Still Being Grown, Starting with Chaplaincy
As a small, recently founded school, the Chaplaincy Institute is not yet accredited by the Western Association of Schools and Colleges or the Association of Theological Schools, but has been fortunate in that the Association of Professional Chaplains has recognized the value of the ministerial preparation afforded by the Chaplaincy Institute, and recognizes the interfaith ordination offered by the school’s congregation of alumnae, faculty, friends, and benefactors. Becoming a board-certified chaplain is not easy to accomplish for anyone, but the Chaplaincy Institute students have won the admiration and respect of the APC.
They have also gained the respect and devotion of employers. Since spiritual care is required by law in many states (including California), hospital and hospital administrators have discovered that it’s more cost effective to hire one interfaith chaplain than it is to hire a Catholic priest, a Protestant minister, a rabbi, an imam, and so on. Several years ago, when ChI conducted a study of its alumnae, it discovered that 70 percent of its graduates were currently employed as hospital or hospice chaplains.
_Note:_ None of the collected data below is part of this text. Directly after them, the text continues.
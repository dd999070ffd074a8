//! String-keyed preference flags that survive restarts.

use anyhow::{Context, Result, anyhow};
use std::collections::BTreeMap;
use std::io::ErrorKind;
use std::path::{Path, PathBuf};

const DARK_MODE_KEY: &str = "darkMode";

/// Preference store backed by a JSON object file
#[derive(Debug, Clone)]
pub struct Preferences {
    path: PathBuf,
}

impl Preferences {
    pub fn new(path: impl Into<PathBuf>) -> Self {
        Self { path: path.into() }
    }

    /// Store at the default location in the user's config directory
    pub fn open_default() -> Result<Self> {
        Ok(Self::new(Self::default_path()?))
    }

    pub fn default_path() -> Result<PathBuf> {
        let config_dir =
            dirs::config_dir().ok_or_else(|| anyhow!("Could not find config directory"))?;
        Ok(config_dir.join("dbchat").join("preferences.json"))
    }

    pub fn path(&self) -> &Path {
        &self.path
    }

    pub async fn get(&self, key: &str) -> Result<Option<String>> {
        Ok(self.load().await?.remove(key))
    }

    pub async fn set(&self, key: &str, value: &str) -> Result<()> {
        let mut values = self.load().await?;
        values.insert(key.to_string(), value.to_string());
        self.store(&values).await
    }

    pub async fn dark_mode(&self) -> Result<bool> {
        Ok(self.get(DARK_MODE_KEY).await?.as_deref() == Some("true"))
    }

    pub async fn set_dark_mode(&self, enabled: bool) -> Result<()> {
        self.set(DARK_MODE_KEY, if enabled { "true" } else { "false" })
            .await
    }

    async fn load(&self) -> Result<BTreeMap<String, String>> {
        match async_fs::read_to_string(&self.path).await {
            Ok(contents) => serde_json::from_str(&contents)
                .with_context(|| format!("Corrupt preferences file {}", self.path.display())),
            Err(e) if e.kind() == ErrorKind::NotFound => Ok(BTreeMap::new()),
            Err(e) => Err(e)
                .with_context(|| format!("Failed to read preferences {}", self.path.display())),
        }
    }

    async fn store(&self, values: &BTreeMap<String, String>) -> Result<()> {
        if let Some(parent) = self.path.parent() {
            async_fs::create_dir_all(parent).await?;
        }
        let contents = serde_json::to_string_pretty(values)?;
        async_fs::write(&self.path, contents)
            .await
            .with_context(|| format!("Failed to write preferences {}", self.path.display()))
    }
}

#[cfg(test)]
mod tests {
    use super::*;

    #[test]
    fn test_dark_mode_round_trips_through_file() {
        smol::block_on(async {
            let dir = tempfile::tempdir().unwrap();
            let prefs = Preferences::new(dir.path().join("nested").join("preferences.json"));

            // Missing file reads as light mode
            assert!(!prefs.dark_mode().await.unwrap());

            prefs.set_dark_mode(true).await.unwrap();
            let reopened = Preferences::new(prefs.path());
            assert!(reopened.dark_mode().await.unwrap());
            assert_eq!(reopened.get("darkMode").await.unwrap().as_deref(), Some("true"));

            reopened.set_dark_mode(false).await.unwrap();
            assert!(!prefs.dark_mode().await.unwrap());
        });
    }

    #[test]
    fn test_other_keys_are_preserved() {
        smol::block_on(async {
            let dir = tempfile::tempdir().unwrap();
            let prefs = Preferences::new(dir.path().join("preferences.json"));

            prefs.set("lastConnection", "shop").await.unwrap();
            prefs.set_dark_mode(true).await.unwrap();

            assert_eq!(prefs.get("lastConnection").await.unwrap().as_deref(), Some("shop"));
        });
    }

    #[test]
    fn test_corrupt_file_is_an_error() {
        smol::block_on(async {
            let dir = tempfile::tempdir().unwrap();
            let path = dir.path().join("preferences.json");
            std::fs::write(&path, "not json").unwrap();

            let err = Preferences::new(&path).dark_mode().await.unwrap_err();
            assert!(err.to_string().contains("Corrupt preferences file"));
        });
    }
}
About ten years ago, the Chaplaincy Institute branched out, training not just chaplains but spiritual directors as well. While there are approximately 250 spiritual direction training programs in the United States today, the vast majority of these train people of a single tradition to be spiritual guides for others in their same tradition. The Interfaith Spiritual Direction Certificate Program at the Chaplaincy Institute pioneered the field of offering effective spiritual guidance “across traditions,” to people of every faith or none.
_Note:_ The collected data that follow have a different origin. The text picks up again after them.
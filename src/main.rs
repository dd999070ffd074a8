//! Line-oriented front end for the session core.
//!
//! Reads one command per line from stdin, runs it against the session and
//! prints the outcome together with any pending notification.

use anyhow::{Context, Result};
use smol::io::{AsyncBufReadExt, BufReader};
use smol::stream::StreamExt;

use dbchat::services::{CellValue, QueryResult, RecordId};
use dbchat::state::Collaborators;
use dbchat::{ApiClient, AppConfig, Preferences, Session};

const HELP: &str = "\
Commands:
  status                   Show connection, model and history state
  connect <conn-str>       Connect to a database
  test <conn-str>          Test a connection string without connecting
  models                   List AI connections
  use <id>                 Select an AI connection
  ask <prompt>             Generate SQL for a question and run it
  run <sql>                Run SQL directly
  history                  Reload and list query history
  history delete <id>      Delete one history item
  history clear            Delete all history
  theme                    Toggle dark mode
  reset                    Clear notifications and re-run startup checks
  quit                     Exit";

fn main() -> Result<()> {
    tracing_subscriber::fmt()
        .with_env_filter(
            tracing_subscriber::EnvFilter::try_from_default_env()
                .unwrap_or_else(|_| tracing_subscriber::EnvFilter::new("dbchat=info")),
        )
        .with_writer(std::io::stderr)
        .init();

    let config = AppConfig::from_env().context("Failed to load configuration")?;
    let preferences = match &config.preferences_path {
        Some(path) => Preferences::new(path),
        None => Preferences::open_default()?,
    };

    tracing::info!("Using API at {}", config.api_base_url);
    let client = ApiClient::from_config(&config);
    let session = Session::new(Collaborators::from_client(client), config.concurrency);

    smol::block_on(async {
        session.init().await;
        print_status(&session).await;
        flush_notifications(&session).await;

        let mut lines = BufReader::new(smol::Unblock::new(std::io::stdin())).lines();
        while let Some(line) = lines.next().await {
            let line = line.context("Failed to read command")?;
            match run_command(&session, &preferences, line.trim()).await {
                Ok(Flow::Continue) => {}
                Ok(Flow::Quit) => break,
                Err(e) => eprintln!("error: {:#}", e),
            }
            flush_notifications(&session).await;
        }

        session.teardown().await;
        Ok::<_, anyhow::Error>(())
    })
}

enum Flow {
    Continue,
    Quit,
}

async fn run_command(session: &Session, preferences: &Preferences, line: &str) -> Result<Flow> {
    let (command, rest) = match line.split_once(char::is_whitespace) {
        Some((command, rest)) => (command, rest.trim()),
        None => (line, ""),
    };

    match command {
        "" => {}
        "help" => println!("{}", HELP),
        "quit" | "exit" => return Ok(Flow::Quit),
        "status" => print_status(session).await,
        "connect" => {
            session.connect(rest).await;
        }
        "test" => {
            let test = session.test_connection(rest).await;
            println!(
                "{}",
                if test.ok { "Connection OK" } else { "Connection failed" }
            );
        }
        "models" => print_models(session).await,
        "use" => {
            if !session.select_connection(&RecordId::from(rest)).await {
                println!("No AI connection with id {}", rest);
            }
        }
        "ask" => {
            if let Some(generated) = session.submit_prompt(rest).await {
                println!("{}\n-- {}", generated.query, generated.explanation);
                if let Some(result) = session.execute_query(&generated.query).await {
                    print_rows(&result);
                }
            }
            session.acknowledge_query_phase().await;
        }
        "run" => {
            if let Some(result) = session.execute_query(rest).await {
                print_rows(&result);
            }
            session.acknowledge_query_phase().await;
        }
        "history" => match rest.split_once(char::is_whitespace).unwrap_or((rest, "")) {
            ("", _) => {
                if session.load_history().await {
                    print_history(session).await;
                }
            }
            ("delete", id) => {
                session.delete_history_item(&RecordId::from(id.trim())).await;
            }
            ("clear", _) => {
                session.clear_history().await;
            }
            (other, _) => println!("Unknown history command: {}", other),
        },
        "theme" => {
            let dark = !preferences.dark_mode().await?;
            preferences.set_dark_mode(dark).await?;
            println!("Dark mode {}", if dark { "on" } else { "off" });
        }
        "reset" => session.reset().await,
        other => println!("Unknown command: {} (try `help`)", other),
    }
    Ok(Flow::Continue)
}

async fn flush_notifications(session: &Session) {
    if let Some(message) = session.success_message().await {
        println!("ok: {}", message);
        session.clear_success_message().await;
    }
    if let Some(error) = session.error().await {
        println!("error: {}", error);
        session.clear_error().await;
    }
}

async fn print_status(session: &Session) {
    let snapshot = session.snapshot().await;
    println!(
        "Database: {}",
        if snapshot.database_connected { "connected" } else { "not connected" }
    );
    if let Some(schema) = &snapshot.database_schema {
        let tables = schema.table_names();
        if !tables.is_empty() {
            println!("Tables: {}", tables.join(", "));
        }
    }
    match &snapshot.selected_connection {
        Some(connection) => println!(
            "Model: {} ({} {})",
            connection.name, connection.service_kind, connection.model_name
        ),
        None => println!("Model: none selected"),
    }
    println!("History: {} items", snapshot.history_items.len());
}

async fn print_models(session: &Session) {
    let selected = session.selected_connection().await.map(|c| c.id);
    let connections = session.ai_connections().await;
    if connections.is_empty() {
        println!("No AI connections configured");
    }
    for connection in connections {
        let marker = if Some(&connection.id) == selected.as_ref() { "*" } else { " " };
        println!(
            "{} {:>4}  {}  {} {}",
            marker, connection.id, connection.name, connection.service_kind, connection.model_name
        );
    }
}

async fn print_history(session: &Session) {
    let items = session.history_items().await;
    if items.is_empty() {
        println!("No history");
    }
    for item in items {
        println!(
            "{:>4}  {}  {}\n      {}",
            item.id,
            item.created_at.format("%Y-%m-%d %H:%M"),
            item.prompt,
            item.generated_query
        );
    }
}

fn print_rows(result: &QueryResult) {
    if result.is_empty() {
        println!("(0 rows)");
        return;
    }

    let columns = result.columns();
    println!("{}", columns.join(" | "));
    for row in result.rows() {
        let cells: Vec<String> = columns
            .iter()
            .map(|column| {
                row.get(column)
                    .unwrap_or(CellValue::Null)
                    .to_string()
            })
            .collect();
        println!("{}", cells.join(" | "));
    }
    println!("({} rows)", result.len());
}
The school is still growing. The Chaplaincy Institute recently began a certificate program in spiritual psychology and is about to test a new program in eco-chaplaincy. The faculty and administration is also looking to expand its current chaplaincy program from one year to three, eventually offering three levels of certificates, each building on the mastery of the one previous. The first certificate (Interfaith Studies) will focus on world religions and spiritual formation – designed specifically for those just starting out in their education as well as those wanting to explore and deepen their own spirituality. After completion of this certificate, students may continue to the second certificate (Interfaith Ministry) which will focus on the theory and hands-on practice of ministry in various contexts. Finishing this certificate, students may complete a third certificate (Applied Ministry) consisting of fieldwork, specialized ministerial training, and Clinical Pastoral Education (CPE).
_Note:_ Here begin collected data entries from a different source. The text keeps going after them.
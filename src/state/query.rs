//! The prompt-to-rows pipeline: generate SQL from a prompt, then execute it.
//!
//! Callers compose the two steps; nothing here re-runs a query on its own.

use super::session::Session;
use super::signal::{OperationKind, SessionEvent};
use crate::services::{GenerateSqlRequest, GeneratedQuery, HistoryItem, QueryResult};

const EMPTY_PROMPT: &str = "Please enter a question";
const EMPTY_QUERY: &str = "Please enter a SQL query";
const NOT_CONNECTED: &str = "Please connect to a database first";
const NO_AI_CONNECTION: &str = "Please select an AI connection first";

/// Where the last prompt submission stands
#[derive(Debug, Clone, Copy, Default, PartialEq, Eq)]
pub enum QueryPhase {
    #[default]
    Idle,
    GeneratingSql,
    GenerationFailed,
    Generated,
    ExecutingSql,
    ExecutionFailed,
    Executed,
}

impl QueryPhase {
    /// A remote call for this phase is outstanding
    pub fn is_in_flight(&self) -> bool {
        matches!(self, QueryPhase::GeneratingSql | QueryPhase::ExecutingSql)
    }

    pub fn is_failure(&self) -> bool {
        matches!(self, QueryPhase::GenerationFailed | QueryPhase::ExecutionFailed)
    }
}

impl Session {
    /// Generate SQL for a natural-language prompt.
    ///
    /// Requires a non-empty prompt, a connected database and a selected AI
    /// connection, checked in that order. A successful generation is saved
    /// to history; failing to save it does not affect the result.
    pub async fn submit_prompt(&self, prompt: &str) -> Option<GeneratedQuery> {
        let prompt = prompt.trim();
        let request = match self.prepare_generation(prompt).await {
            Ok(request) => request,
            Err(message) => {
                self.set_error(message).await;
                return None;
            }
        };

        let _busy = self.begin(OperationKind::Generate).await?;
        self.set_query_phase(QueryPhase::GeneratingSql).await;
        tracing::info!(
            "Generating SQL with {} {}",
            request.service_kind,
            request.model_name
        );

        match self.collaborators().ai.generate_sql(&request).await {
            Ok(generated) => {
                self.set_query_phase(QueryPhase::Generated).await;
                self.record_history(HistoryItem::new(prompt, &generated)).await;
                Some(generated)
            }
            Err(e) => {
                tracing::warn!("SQL generation failed: {}", e);
                self.set_query_phase(QueryPhase::GenerationFailed).await;
                self.set_error(format!("Failed to generate query: {}", e))
                    .await;
                None
            }
        }
    }

    /// Run SQL against the connected database.
    ///
    /// `Some` with no rows is a successful query that matched nothing;
    /// `None` means the query did not run.
    pub async fn execute_query(&self, sql: &str) -> Option<QueryResult> {
        let sql = sql.trim();
        if sql.is_empty() {
            self.set_error(EMPTY_QUERY).await;
            return None;
        }
        if !self.is_database_connected().await {
            self.set_error(NOT_CONNECTED).await;
            return None;
        }

        let _busy = self.begin(OperationKind::Execute).await?;
        self.set_query_phase(QueryPhase::ExecutingSql).await;

        match self.collaborators().database.execute(sql).await {
            Ok(result) => {
                tracing::info!("Query returned {} rows", result.len());
                self.set_query_phase(QueryPhase::Executed).await;
                Some(result)
            }
            Err(e) => {
                tracing::warn!("Query execution failed: {}", e);
                self.set_query_phase(QueryPhase::ExecutionFailed).await;
                self.set_error(format!("Failed to execute query: {}", e))
                    .await;
                None
            }
        }
    }

    /// Return the pipeline to `Idle` once its outcome has been shown.
    ///
    /// Phases with a call still outstanding are left alone.
    pub async fn acknowledge_query_phase(&self) -> QueryPhase {
        let phase = {
            let mut state = self.state().write().await;
            let phase = state.query_phase;
            if !phase.is_in_flight() {
                state.query_phase = QueryPhase::Idle;
            }
            phase
        };
        if !phase.is_in_flight() && phase != QueryPhase::Idle {
            self.emit(SessionEvent::QueryPhaseChanged(QueryPhase::Idle));
        }
        phase
    }

    async fn prepare_generation(&self, prompt: &str) -> Result<GenerateSqlRequest, &'static str> {
        if prompt.is_empty() {
            return Err(EMPTY_PROMPT);
        }
        let state = self.state().read().await;
        if !state.database_connected {
            return Err(NOT_CONNECTED);
        }
        let connection = state.selected().ok_or(NO_AI_CONNECTION)?;
        Ok(GenerateSqlRequest::new(prompt, connection))
    }

    /// Save a generated query. Failure is logged and reported as an event
    /// only.
    async fn record_history(&self, item: HistoryItem) {
        match self.collaborators().history.add(&item).await {
            Ok(()) => {
                tracing::debug!("Saved history item {}", item.id);
                self.state().write().await.history_items.insert(0, item);
                self.emit(SessionEvent::HistoryChanged);
            }
            Err(e) => {
                tracing::warn!("Failed to save history item {}: {}", item.id, e);
                self.emit(SessionEvent::HistoryWriteFailed {
                    item_id: item.id,
                    error: e.to_string(),
                });
            }
        }
    }

    async fn set_query_phase(&self, phase: QueryPhase) {
        self.state().write().await.query_phase = phase;
        self.emit(SessionEvent::QueryPhaseChanged(phase));
    }
}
The Chaplaincy Institute believes it is on the vanguard of a significant shift in ministerial training. It is pioneering the kind of important, multi-faith, engaged education that more established seminaries are just beginning to tune into. ChI students are also bringing their ministries into bold and creative places, such as organizing events for interreligious dialogue and understanding, animal chaplaincy, corporate chaplaincy, social-movement chaplaincy (supporting the spiritual care needs of advocates working to house the homeless or to stand in solidarity at Standing Rock, and so on), exploring the needs of “spiritual but not religious” (SBNR) people and many other new forms of ministry.